[STUDY MATERIAL Boundary: Start]
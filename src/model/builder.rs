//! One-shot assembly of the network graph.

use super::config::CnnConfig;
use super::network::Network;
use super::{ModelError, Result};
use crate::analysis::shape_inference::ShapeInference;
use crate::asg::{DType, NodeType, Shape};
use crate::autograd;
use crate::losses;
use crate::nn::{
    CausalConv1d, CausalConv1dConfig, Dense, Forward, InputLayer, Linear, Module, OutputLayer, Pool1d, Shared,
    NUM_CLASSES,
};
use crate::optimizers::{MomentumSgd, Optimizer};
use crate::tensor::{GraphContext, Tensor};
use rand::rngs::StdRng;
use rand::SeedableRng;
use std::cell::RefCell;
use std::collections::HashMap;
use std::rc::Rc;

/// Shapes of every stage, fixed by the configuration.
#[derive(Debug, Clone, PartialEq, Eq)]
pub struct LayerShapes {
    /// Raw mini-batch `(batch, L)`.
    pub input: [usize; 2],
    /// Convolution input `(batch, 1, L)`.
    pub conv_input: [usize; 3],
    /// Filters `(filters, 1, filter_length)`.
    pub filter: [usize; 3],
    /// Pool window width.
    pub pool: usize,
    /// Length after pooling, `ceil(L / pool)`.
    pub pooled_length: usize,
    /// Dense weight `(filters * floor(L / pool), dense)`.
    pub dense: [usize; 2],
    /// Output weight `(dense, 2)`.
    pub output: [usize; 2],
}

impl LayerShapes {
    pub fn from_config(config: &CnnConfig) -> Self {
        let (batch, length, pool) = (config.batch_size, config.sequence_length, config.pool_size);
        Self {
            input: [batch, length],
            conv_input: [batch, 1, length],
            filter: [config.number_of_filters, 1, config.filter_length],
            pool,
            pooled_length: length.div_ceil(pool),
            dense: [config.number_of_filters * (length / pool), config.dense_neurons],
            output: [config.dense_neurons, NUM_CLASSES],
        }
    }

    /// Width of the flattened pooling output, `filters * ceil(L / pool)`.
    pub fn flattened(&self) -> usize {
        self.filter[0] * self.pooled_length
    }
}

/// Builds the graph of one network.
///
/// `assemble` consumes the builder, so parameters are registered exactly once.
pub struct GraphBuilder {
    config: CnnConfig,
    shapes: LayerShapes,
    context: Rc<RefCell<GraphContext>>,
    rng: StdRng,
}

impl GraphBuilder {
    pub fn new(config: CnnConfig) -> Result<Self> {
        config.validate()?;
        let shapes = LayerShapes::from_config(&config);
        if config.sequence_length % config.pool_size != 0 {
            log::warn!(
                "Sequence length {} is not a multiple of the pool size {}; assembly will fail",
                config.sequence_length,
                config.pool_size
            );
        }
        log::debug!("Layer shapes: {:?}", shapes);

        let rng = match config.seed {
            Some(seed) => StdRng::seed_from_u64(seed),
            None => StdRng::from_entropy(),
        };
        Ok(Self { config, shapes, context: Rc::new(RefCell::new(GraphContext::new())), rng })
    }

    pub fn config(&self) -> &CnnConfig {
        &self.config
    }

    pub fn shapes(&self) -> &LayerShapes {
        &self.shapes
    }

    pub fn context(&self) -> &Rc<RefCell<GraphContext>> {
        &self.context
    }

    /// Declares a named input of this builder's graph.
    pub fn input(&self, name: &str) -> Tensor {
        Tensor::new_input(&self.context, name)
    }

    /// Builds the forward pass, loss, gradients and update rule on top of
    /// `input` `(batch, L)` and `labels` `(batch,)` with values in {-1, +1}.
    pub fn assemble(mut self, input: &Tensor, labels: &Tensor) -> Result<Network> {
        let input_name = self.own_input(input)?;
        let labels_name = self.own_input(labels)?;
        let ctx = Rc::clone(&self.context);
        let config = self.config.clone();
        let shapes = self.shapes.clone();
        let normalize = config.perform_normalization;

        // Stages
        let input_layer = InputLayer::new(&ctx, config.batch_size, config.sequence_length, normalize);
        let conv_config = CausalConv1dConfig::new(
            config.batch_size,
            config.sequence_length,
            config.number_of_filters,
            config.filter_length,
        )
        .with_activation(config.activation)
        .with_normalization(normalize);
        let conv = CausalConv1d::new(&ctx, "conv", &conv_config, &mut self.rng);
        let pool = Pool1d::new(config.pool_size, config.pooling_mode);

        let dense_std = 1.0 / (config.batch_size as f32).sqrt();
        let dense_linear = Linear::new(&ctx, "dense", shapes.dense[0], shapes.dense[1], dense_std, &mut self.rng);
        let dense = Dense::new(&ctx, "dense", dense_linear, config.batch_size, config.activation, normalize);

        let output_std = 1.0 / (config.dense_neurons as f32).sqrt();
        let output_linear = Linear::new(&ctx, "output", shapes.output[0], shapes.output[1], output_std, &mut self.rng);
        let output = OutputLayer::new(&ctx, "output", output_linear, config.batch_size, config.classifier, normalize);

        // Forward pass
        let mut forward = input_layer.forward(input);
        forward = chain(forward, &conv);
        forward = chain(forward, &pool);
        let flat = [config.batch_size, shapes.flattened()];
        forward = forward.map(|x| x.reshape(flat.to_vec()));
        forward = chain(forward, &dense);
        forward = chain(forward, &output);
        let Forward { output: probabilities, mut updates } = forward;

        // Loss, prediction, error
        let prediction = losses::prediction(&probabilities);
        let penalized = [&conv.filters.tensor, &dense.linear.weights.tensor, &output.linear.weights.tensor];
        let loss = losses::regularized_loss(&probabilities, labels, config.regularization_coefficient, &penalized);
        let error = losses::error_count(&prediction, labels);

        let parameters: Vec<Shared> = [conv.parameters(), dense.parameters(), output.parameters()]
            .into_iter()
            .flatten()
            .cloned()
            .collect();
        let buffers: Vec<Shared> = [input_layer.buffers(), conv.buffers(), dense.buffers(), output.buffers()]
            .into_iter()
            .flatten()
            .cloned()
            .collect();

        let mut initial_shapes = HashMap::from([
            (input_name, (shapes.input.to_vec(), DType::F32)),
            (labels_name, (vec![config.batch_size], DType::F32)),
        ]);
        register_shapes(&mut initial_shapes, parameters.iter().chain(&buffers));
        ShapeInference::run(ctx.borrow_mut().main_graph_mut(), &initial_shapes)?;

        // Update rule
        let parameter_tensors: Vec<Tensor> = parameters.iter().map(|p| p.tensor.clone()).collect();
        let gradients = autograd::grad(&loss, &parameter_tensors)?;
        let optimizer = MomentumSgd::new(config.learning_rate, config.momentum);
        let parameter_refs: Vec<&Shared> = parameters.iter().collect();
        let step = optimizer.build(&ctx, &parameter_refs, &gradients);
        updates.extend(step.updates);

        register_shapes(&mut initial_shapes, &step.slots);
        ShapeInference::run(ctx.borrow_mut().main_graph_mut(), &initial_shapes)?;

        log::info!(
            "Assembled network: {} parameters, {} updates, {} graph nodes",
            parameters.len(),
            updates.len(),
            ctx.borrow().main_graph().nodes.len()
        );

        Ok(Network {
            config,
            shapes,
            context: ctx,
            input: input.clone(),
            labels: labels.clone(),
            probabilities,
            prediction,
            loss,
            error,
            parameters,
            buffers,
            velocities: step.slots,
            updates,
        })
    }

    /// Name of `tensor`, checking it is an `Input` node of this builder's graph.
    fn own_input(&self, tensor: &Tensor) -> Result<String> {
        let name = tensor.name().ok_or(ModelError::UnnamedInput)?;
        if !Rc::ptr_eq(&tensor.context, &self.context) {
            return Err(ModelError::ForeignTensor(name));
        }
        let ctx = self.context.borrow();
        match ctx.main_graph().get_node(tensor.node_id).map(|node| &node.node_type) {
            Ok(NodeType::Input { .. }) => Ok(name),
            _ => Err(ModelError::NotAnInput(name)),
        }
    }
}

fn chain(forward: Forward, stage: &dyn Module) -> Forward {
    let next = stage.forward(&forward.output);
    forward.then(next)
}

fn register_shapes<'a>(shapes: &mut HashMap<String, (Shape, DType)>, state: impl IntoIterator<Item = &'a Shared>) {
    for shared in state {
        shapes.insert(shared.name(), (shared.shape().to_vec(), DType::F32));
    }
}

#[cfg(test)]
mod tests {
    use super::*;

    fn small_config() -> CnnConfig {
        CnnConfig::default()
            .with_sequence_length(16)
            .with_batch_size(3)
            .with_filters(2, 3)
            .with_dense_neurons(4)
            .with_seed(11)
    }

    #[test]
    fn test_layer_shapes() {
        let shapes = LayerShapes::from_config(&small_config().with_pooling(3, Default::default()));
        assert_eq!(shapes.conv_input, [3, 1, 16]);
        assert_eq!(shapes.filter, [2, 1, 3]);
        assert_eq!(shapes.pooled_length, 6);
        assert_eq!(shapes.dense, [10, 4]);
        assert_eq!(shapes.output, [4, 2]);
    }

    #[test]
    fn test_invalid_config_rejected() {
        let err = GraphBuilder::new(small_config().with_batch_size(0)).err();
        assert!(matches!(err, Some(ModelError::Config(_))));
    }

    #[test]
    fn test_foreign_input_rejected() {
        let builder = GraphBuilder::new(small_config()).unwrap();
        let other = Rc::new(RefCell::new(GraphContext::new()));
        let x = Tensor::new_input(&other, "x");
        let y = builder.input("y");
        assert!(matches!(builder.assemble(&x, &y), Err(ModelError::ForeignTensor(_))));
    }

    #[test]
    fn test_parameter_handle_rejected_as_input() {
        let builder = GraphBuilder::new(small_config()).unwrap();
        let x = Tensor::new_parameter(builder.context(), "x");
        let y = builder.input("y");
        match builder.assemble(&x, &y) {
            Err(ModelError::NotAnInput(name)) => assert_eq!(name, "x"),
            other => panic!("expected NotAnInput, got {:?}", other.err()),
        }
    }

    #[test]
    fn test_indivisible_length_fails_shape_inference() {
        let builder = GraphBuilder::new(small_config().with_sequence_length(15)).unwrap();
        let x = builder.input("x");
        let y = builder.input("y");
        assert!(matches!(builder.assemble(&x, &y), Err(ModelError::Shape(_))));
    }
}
[STUDY MATERIAL Boundary: End]
### WHAT THE TASK ASKS
Reproduce the entries above exactly, but only the lines between the line holding "node of this builder's graph." and the line holding "fn chain(forward: Forward, stage: &dyn", inclusive.

### ANSWER SECTION
    /// Name of `tensor`, checking it is an `Input` node of this builder's graph.
    fn own_input(&self, tensor: &Tensor) -> Result<String> {
        let name = tensor.name().ok_or(ModelError::UnnamedInput)?;
        if !Rc::ptr_eq(&tensor.context, &self.context) {
            return Err(ModelError::ForeignTensor(name));
        }
        let ctx = self.context.borrow();
        match ctx.main_graph().get_node(tensor.node_id).map(|node| &node.node_type) {
            Ok(NodeType::Input { .. }) => Ok(name),
            _ => Err(ModelError::NotAnInput(name)),
        }
    }
}

fn chain(forward: Forward, stage: &dyn Module) -> Forward {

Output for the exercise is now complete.